··· Input data

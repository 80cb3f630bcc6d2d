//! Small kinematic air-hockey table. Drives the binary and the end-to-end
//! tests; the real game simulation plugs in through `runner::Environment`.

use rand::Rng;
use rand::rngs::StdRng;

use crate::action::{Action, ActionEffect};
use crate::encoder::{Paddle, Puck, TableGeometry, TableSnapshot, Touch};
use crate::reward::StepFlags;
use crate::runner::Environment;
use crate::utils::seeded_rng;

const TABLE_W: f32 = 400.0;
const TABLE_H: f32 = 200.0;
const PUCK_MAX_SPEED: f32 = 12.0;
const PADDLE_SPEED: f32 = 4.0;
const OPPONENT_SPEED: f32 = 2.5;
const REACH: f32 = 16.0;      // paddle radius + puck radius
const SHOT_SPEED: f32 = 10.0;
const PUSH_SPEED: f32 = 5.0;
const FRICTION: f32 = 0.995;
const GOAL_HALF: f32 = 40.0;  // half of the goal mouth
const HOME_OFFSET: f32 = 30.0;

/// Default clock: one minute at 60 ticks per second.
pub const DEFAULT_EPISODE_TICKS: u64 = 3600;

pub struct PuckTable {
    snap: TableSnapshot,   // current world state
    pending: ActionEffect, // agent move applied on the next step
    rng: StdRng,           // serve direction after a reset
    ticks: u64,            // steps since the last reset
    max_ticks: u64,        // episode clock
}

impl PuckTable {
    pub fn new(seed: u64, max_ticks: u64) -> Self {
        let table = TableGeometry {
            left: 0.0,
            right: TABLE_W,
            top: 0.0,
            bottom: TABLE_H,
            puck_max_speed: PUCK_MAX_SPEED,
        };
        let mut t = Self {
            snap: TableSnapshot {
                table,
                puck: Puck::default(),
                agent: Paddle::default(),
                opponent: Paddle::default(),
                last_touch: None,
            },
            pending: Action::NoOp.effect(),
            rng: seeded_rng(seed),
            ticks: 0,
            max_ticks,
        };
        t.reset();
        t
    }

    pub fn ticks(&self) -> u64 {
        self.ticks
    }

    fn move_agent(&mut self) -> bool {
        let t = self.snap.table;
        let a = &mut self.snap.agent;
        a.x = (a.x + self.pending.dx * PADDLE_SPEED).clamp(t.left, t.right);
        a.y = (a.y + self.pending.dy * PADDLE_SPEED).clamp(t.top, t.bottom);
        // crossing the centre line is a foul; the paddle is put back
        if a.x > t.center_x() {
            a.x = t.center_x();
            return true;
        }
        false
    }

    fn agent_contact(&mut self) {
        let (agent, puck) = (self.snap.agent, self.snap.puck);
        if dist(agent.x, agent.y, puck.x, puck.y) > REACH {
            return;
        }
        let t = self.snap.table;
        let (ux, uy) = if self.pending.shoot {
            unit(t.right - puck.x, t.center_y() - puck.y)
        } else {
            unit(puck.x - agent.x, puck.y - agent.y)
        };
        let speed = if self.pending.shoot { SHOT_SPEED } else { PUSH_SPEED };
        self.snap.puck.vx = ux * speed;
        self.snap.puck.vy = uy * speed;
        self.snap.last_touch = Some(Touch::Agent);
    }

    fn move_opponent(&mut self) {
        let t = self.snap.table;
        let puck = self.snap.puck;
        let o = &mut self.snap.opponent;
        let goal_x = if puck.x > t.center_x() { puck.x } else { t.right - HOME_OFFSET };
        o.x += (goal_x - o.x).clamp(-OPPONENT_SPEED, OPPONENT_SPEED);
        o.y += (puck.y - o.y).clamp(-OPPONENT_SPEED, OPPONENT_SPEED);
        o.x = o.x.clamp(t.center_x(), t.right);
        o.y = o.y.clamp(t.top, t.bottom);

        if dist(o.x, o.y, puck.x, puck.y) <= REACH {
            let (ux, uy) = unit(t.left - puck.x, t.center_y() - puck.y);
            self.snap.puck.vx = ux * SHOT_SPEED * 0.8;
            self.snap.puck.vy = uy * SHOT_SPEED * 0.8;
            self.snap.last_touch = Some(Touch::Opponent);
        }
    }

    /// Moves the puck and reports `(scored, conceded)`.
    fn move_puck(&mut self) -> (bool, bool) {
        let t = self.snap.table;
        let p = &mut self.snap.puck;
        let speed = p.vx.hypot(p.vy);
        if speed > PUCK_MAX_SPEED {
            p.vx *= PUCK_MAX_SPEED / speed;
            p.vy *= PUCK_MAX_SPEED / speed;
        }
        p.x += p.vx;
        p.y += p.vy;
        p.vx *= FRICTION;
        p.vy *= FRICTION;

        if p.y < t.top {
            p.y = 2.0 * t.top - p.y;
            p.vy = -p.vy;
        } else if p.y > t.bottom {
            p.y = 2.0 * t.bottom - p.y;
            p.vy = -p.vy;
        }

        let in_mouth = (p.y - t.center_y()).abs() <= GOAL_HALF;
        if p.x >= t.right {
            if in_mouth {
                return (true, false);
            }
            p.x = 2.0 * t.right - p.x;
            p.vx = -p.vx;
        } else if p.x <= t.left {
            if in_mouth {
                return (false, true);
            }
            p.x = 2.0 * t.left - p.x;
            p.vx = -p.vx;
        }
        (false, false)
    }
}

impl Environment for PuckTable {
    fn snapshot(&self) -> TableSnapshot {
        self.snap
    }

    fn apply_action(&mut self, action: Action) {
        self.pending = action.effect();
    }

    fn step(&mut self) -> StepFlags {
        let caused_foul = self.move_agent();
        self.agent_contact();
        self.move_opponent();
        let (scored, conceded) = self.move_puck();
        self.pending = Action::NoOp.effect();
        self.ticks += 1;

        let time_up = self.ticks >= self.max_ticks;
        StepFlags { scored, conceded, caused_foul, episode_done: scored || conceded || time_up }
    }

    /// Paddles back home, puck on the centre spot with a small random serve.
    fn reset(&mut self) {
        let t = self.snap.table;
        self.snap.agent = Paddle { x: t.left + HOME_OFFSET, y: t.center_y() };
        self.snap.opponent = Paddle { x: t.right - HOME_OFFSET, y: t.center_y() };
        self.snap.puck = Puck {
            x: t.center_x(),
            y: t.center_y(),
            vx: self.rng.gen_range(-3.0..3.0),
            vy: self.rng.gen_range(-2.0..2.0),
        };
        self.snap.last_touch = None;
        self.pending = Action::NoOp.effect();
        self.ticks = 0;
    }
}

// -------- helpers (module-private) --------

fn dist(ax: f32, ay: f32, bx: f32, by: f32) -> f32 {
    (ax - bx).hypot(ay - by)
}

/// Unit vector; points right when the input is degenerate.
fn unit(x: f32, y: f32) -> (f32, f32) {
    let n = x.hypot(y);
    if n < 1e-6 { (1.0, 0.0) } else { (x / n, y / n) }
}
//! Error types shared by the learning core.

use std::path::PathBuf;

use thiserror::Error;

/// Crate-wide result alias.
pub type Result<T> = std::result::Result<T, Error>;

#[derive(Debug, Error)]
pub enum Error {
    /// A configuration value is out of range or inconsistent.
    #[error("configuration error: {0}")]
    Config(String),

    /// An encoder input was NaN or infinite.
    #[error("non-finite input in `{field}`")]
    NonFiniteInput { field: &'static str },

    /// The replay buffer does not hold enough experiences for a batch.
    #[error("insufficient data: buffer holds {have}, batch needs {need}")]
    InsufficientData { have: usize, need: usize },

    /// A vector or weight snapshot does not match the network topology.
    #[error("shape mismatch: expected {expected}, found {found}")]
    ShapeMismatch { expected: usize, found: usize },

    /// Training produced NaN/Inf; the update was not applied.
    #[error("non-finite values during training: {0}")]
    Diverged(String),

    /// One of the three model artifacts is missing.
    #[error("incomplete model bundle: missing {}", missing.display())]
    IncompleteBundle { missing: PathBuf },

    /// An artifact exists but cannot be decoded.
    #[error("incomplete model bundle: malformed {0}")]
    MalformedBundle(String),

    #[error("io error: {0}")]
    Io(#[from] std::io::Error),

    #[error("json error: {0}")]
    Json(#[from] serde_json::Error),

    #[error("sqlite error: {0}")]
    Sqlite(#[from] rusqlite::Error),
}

······

### Activity
Above are the entries. Quote exactly the lines from the one bearing "else if p.x" through the one bearing "fn apply_action(&mut self, action: Action)".

### Your response
        } else if p.x <= t.left {
            if in_mouth {
                return (false, true);
            }
            p.x = 2.0 * t.left - p.x;
            p.vx = -p.vx;
        }
        (false, false)
    }
}

impl Environment for PuckTable {
    fn snapshot(&self) -> TableSnapshot {
        self.snap
    }

    fn apply_action(&mut self, action: Action) {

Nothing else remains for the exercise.